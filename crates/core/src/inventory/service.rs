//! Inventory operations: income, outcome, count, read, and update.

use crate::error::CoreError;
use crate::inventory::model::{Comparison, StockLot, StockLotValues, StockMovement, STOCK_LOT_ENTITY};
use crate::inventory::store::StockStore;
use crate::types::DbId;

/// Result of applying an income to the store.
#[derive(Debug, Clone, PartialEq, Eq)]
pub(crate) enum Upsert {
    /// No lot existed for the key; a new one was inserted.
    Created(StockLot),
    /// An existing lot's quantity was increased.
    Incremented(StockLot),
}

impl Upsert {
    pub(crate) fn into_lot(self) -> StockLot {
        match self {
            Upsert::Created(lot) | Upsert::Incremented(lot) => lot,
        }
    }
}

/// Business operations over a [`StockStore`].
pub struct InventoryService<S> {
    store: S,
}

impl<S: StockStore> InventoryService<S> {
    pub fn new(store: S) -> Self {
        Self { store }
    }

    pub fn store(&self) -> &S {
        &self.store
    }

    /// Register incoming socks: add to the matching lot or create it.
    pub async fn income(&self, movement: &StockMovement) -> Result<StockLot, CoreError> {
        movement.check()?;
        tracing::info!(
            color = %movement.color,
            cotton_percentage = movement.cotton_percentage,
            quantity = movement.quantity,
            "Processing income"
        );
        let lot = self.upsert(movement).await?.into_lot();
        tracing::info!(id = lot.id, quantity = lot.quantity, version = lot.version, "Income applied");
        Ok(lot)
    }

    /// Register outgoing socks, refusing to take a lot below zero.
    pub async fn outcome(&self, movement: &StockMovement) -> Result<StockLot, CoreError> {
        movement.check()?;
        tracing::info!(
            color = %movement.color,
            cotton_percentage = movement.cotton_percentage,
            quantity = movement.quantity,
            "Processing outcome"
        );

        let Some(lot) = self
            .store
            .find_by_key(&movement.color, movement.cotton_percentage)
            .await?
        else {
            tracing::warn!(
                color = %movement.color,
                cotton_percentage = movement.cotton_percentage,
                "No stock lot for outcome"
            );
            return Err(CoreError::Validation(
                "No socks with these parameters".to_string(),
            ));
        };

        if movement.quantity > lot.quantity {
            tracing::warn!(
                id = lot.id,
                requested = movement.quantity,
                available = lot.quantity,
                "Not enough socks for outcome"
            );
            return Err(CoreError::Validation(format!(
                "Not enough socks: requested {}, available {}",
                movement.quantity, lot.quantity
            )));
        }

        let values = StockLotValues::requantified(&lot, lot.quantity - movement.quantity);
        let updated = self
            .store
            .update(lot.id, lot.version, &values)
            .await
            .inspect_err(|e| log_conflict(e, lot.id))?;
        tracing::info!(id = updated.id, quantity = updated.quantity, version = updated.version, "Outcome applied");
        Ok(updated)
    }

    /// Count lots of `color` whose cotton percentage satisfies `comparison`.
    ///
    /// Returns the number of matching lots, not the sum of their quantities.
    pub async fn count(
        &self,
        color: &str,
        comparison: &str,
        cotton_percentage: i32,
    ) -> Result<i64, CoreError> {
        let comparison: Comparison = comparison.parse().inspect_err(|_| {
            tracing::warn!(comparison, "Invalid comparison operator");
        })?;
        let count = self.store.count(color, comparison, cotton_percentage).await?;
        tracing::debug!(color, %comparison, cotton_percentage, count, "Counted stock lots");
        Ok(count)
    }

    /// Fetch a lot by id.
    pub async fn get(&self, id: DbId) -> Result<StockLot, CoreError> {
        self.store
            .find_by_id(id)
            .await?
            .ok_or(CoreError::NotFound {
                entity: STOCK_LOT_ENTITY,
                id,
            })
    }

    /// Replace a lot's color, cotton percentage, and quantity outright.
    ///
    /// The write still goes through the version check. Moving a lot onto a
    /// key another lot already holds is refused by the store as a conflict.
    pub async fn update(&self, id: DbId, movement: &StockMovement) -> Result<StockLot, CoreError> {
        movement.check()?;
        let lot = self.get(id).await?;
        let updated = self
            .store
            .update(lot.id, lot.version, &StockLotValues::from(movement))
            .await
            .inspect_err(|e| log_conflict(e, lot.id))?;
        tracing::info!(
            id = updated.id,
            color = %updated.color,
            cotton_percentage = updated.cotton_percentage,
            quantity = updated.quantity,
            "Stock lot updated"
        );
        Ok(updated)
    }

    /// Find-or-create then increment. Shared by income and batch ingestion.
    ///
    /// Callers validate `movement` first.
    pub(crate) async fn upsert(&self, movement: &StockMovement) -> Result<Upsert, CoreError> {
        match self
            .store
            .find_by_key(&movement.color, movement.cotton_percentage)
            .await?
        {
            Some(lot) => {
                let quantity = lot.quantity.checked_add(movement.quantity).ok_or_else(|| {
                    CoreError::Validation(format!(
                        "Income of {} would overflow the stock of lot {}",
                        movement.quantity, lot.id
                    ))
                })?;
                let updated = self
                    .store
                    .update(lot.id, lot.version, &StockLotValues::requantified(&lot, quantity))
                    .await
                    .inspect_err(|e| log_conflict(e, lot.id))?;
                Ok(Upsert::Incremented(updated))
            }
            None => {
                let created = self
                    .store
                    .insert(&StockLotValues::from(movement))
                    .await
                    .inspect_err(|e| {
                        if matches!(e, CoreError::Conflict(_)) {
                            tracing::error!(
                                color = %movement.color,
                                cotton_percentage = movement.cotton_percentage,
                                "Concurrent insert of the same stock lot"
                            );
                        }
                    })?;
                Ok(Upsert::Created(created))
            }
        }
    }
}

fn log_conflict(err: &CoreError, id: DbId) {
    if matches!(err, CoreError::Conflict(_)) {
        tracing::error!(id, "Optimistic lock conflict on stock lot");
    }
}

━━━━━━━━━━━━━━━━━━━━━━━━━━━━━━

__PROBLEM REQUIREMENTS__. Set down, exactly as they appear, the lines above from the first one to the line that holds "one was inserted.", both included, please, and no others.

__EXERCISE OUTPUT__.
filename crates/core/src/inventory/service.rs
//! Inventory operations: income, outcome, count, read, and update.

use crate::error::CoreError;
use crate::inventory::model::{Comparison, StockLot, StockLotValues, StockMovement, STOCK_LOT_ENTITY};
use crate::inventory::store::StockStore;
use crate::types::DbId;

/// Result of applying an income to the store.
#[derive(Debug, Clone, PartialEq, Eq)]
pub(crate) enum Upsert {
    /// No lot existed for the key; a new one was inserted.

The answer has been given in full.